Brief =
The records should be restated exactly from their first line through the line with "reads as empty." in it.

Saved data entries:
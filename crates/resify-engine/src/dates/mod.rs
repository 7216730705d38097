//! Date ranges that remember the precision they were written at.

pub mod layout;
pub mod range;

pub use layout::DateLayout;
pub use range::{DateError, DateRange, EndpointError, Moment};
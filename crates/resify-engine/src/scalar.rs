use serde::{Deserialize, Deserializer};

/// A YAML scalar read as text.
///
/// Plain scalars like `2012` or `+15551234567` resolve to numbers, which a
/// `String` field would otherwise reject.
#[derive(Deserialize)]
#[serde(untagged)]
pub(crate) enum Scalar {
    Text(String),
    Integer(i64),
    Unsigned(u64),
    Float(f64),
    Bool(bool),
}

impl Scalar {
    pub(crate) fn into_string(self) -> String {
        match self {
            Scalar::Text(text) => text,
            Scalar::Integer(n) => n.to_string(),
            Scalar::Unsigned(n) => n.to_string(),
            Scalar::Float(n) => n.to_string(),
            Scalar::Bool(b) => b.to_string(),
        }
    }
}

/// `deserialize_with` helper for free-text fields; null reads as empty.
pub(crate) fn text<'de, D: Deserializer<'de>>(deserializer: D) -> Result<String, D::Error> {
    Ok(Option::<Scalar>::deserialize(deserializer)?
        .map(Scalar::into_string)
        .unwrap_or_default())
}
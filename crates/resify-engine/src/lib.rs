pub mod dates;
pub mod io;
pub mod links;
pub mod models;
mod scalar;
pub mod templates;

#[cfg(test)]
pub mod tests;

// Re-export key types for easier usage
pub use dates::{DateError, DateLayout, DateRange, Moment};
pub use io::*;
pub use links::{Link, LinkError, RenderError, RenderTemplate, linkify, parse_link};
pub use models::*;
pub use templates::{OutputMode, TemplateError, TemplateSet};
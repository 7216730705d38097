use std::cell::RefCell;
use std::fs;
use std::path::PathBuf;

use serde::{Deserialize, Serialize};
use tempfile::TempDir;

use crate::links::{RenderError, RenderTemplate};

/// Create a temporary data directory for templates and embedded files
pub fn create_test_data_dir() -> TempDir {
    tempfile::tempdir().unwrap()
}

/// Create a test file with content
pub fn create_test_file(data_dir: &TempDir, filename: &str, content: &str) -> PathBuf {
    let file_path = data_dir.path().join(filename);
    fs::write(&file_path, content).unwrap();
    file_path
}

/// The fields of a link as a template sees them.
#[derive(Debug, Default, Deserialize)]
#[serde(default)]
pub struct LinkData {
    pub url: String,
    pub label: String,
    pub scheme: Option<String>,
    pub host: Option<String>,
    pub path: String,
}

type LinkTemplate = Box<dyn Fn(&LinkData) -> String>;

/// A renderer that records which templates were asked for.
///
/// Renders links with a closure instead of a real template engine, or fails
/// every call when built with [`FakeRenderer::failing`].
pub struct FakeRenderer {
    calls: RefCell<Vec<String>>,
    template: Option<LinkTemplate>,
}

impl FakeRenderer {
    pub fn new() -> Self {
        Self::with_template(|link| format!(r#"<a href="{}">{}</a>"#, link.url, link.label))
    }

    pub fn with_template(template: impl Fn(&LinkData) -> String + 'static) -> Self {
        Self {
            calls: RefCell::new(Vec::new()),
            template: Some(Box::new(template)),
        }
    }

    pub fn failing() -> Self {
        Self {
            calls: RefCell::new(Vec::new()),
            template: None,
        }
    }

    pub fn calls(&self) -> Vec<String> {
        self.calls.borrow().clone()
    }
}

impl RenderTemplate for FakeRenderer {
    fn render_template<S: Serialize + ?Sized>(
        &self,
        name: &str,
        data: &S,
    ) -> Result<String, RenderError> {
        self.calls.borrow_mut().push(name.to_string());

        let Some(template) = &self.template else {
            return Err(RenderError::Undefined(name.to_string()));
        };
        let value = serde_yaml::to_value(data).unwrap();
        let link: LinkData = serde_yaml::from_value(value).unwrap();
        Ok(template(&link))
    }
}
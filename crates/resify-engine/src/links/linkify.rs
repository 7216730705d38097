use std::collections::{HashMap, HashSet};
use std::sync::OnceLock;

use regex::{Captures, Regex};
use sha2::{Digest, Sha256};

use super::{
    notation::LinkNotation,
    parser::parse_link,
    render::{RenderTemplate, render_link},
    types::LinkError,
};

/// Escape function for text output.
pub fn escape_none(s: &str) -> String {
    s.to_string()
}

/// Escape function for HTML output. Escapes `&`, `<`, `>`, `"` and `'` only.
pub fn escape_html(s: &str) -> String {
    html_escape::encode_quoted_attribute(s).into_owned()
}

fn link_pattern() -> &'static Regex {
    static LINK_PATTERN: OnceLock<Regex> = OnceLock::new();
    LINK_PATTERN.get_or_init(|| Regex::new(r"\(\(.+?\)\)").expect("Invalid link regex"))
}

/// Content-derived stand-in for a link while the surrounding text is escaped.
///
/// Only hex digits and the sentinel, so no escaper alters it.
pub fn placeholder(raw: &str) -> String {
    let digest = Sha256::digest(raw.as_bytes());
    let sentinel = LinkNotation::PLACEHOLDER_SENTINEL;
    format!("{sentinel}{}{sentinel}", hex::encode(digest))
}

/// Rendered links keyed by placeholder, for one linkify pass.
#[derive(Debug, Default)]
struct PlaceholderMap {
    rendered: HashMap<String, String>,
}

impl PlaceholderMap {
    fn get_or_render(&mut self, raw: &str, render: impl FnOnce() -> String) -> String {
        let id = placeholder(raw);
        self.rendered.entry(id.clone()).or_insert_with(render);
        id
    }

    fn restore(&self, mut escaped: String) -> String {
        for (id, link) in &self.rendered {
            escaped = escaped.replace(id.as_str(), link);
        }
        escaped
    }
}

/// Replaces every `((URL label))` in `text` with the output of the `link`
/// template, escaping everything else with `escape`.
///
/// Rendered links are not passed through `escape`; they are the template's
/// output and already suit the output context. Each distinct token is
/// rendered once, however often it occurs.
///
/// Tokens that aren't links or whose URL is malformed stay in the text as
/// written and are escaped like the rest of it. Links that fail to render
/// are replaced by their escaped label.
pub fn linkify<R, E>(text: &str, renderer: &R, escape: E) -> String
where
    R: RenderTemplate + ?Sized,
    E: Fn(&str) -> String,
{
    let mut placeholders = PlaceholderMap::default();
    let mut unparsed: HashSet<String> = HashSet::new();

    let masked = link_pattern().replace_all(text, |caps: &Captures<'_>| {
        let raw = &caps[0];
        if unparsed.contains(raw) {
            return raw.to_string();
        }

        match parse_link(raw) {
            Ok(link) => placeholders.get_or_render(raw, || match render_link(&link, renderer) {
                Ok(rendered) => rendered,
                Err(err) => {
                    log::warn!("{err}");
                    escape(link.label.as_str())
                }
            }),
            Err(err) => {
                if let LinkError::MalformedUrl { .. } = err {
                    log::warn!("error parsing link {raw:?}: {err}");
                }
                unparsed.insert(raw.to_string());
                raw.to_string()
            }
        }
    });

    placeholders.restore(escape(masked.as_ref()))
}
use super::{
    notation::LinkNotation,
    types::{Link, LinkError},
    url::LinkUrl,
};

/// Parses a single `((URL label))` token.
///
/// The whole of `text` must be the token: it has to start with `((`, end
/// with `))` and hold something other than whitespace in between, or
/// [`LinkError::NotALink`] is returned. A URL that fails to parse yields
/// [`LinkError::MalformedUrl`].
///
/// # Label derivation
/// 1. The text after the first whitespace, trimmed, if any.
/// 2. The URL's host as written (sans port) followed by its decoded path.
/// 3. The full normalized URL.
pub fn parse_link(text: &str) -> Result<Link, LinkError> {
    if text.len() <= LinkNotation::OPEN.len() + LinkNotation::CLOSE.len() {
        return Err(LinkError::NotALink);
    }

    let interior = text
        .strip_prefix(LinkNotation::OPEN)
        .and_then(|rest| rest.strip_suffix(LinkNotation::CLOSE))
        .ok_or(LinkError::NotALink)?
        .trim_matches(LinkNotation::WHITESPACE);
    if interior.is_empty() {
        return Err(LinkError::NotALink);
    }

    let (token, label) = interior
        .split_once(|c| LinkNotation::WHITESPACE.contains(&c))
        .unwrap_or((interior, ""));

    let url = LinkUrl::parse(token.trim_matches(LinkNotation::WHITESPACE))?;
    let label = derive_label(&url, label.trim_matches(LinkNotation::WHITESPACE));

    Ok(Link { url, label })
}

fn derive_label(url: &LinkUrl, explicit: &str) -> String {
    if !explicit.is_empty() {
        return explicit.to_string();
    }

    let host_path = format!(
        "{}{}",
        url.written_host().unwrap_or_default(),
        url.decoded_path()
    );
    if !host_path.is_empty() {
        return host_path;
    }

    url.to_string()
}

Reply =
filename crates/resify-engine/src/dates/mod.rs
repository 7216730705d38097
//! Date ranges that remember the precision they were written at.

pub mod layout;
pub mod range;

pub use layout::DateLayout;
pub use range::{DateError, DateRange, EndpointError, Moment};
filename crates/resify-engine/src/scalar.rs
use serde::{Deserialize, Deserializer};

/// A YAML scalar read as text.
///
/// Plain scalars like `2012` or `+15551234567` resolve to numbers, which a
/// `String` field would otherwise reject.
#[derive(Deserialize)]
#[serde(untagged)]
pub(crate) enum Scalar {
    Text(String),
    Integer(i64),
    Unsigned(u64),
    Float(f64),
    Bool(bool),
}

impl Scalar {
    pub(crate) fn into_string(self) -> String {
        match self {
            Scalar::Text(text) => text,
            Scalar::Integer(n) => n.to_string(),
            Scalar::Unsigned(n) => n.to_string(),
            Scalar::Float(n) => n.to_string(),
            Scalar::Bool(b) => b.to_string(),
        }
    }
}

/// `deserialize_with` helper for free-text fields; null reads as empty.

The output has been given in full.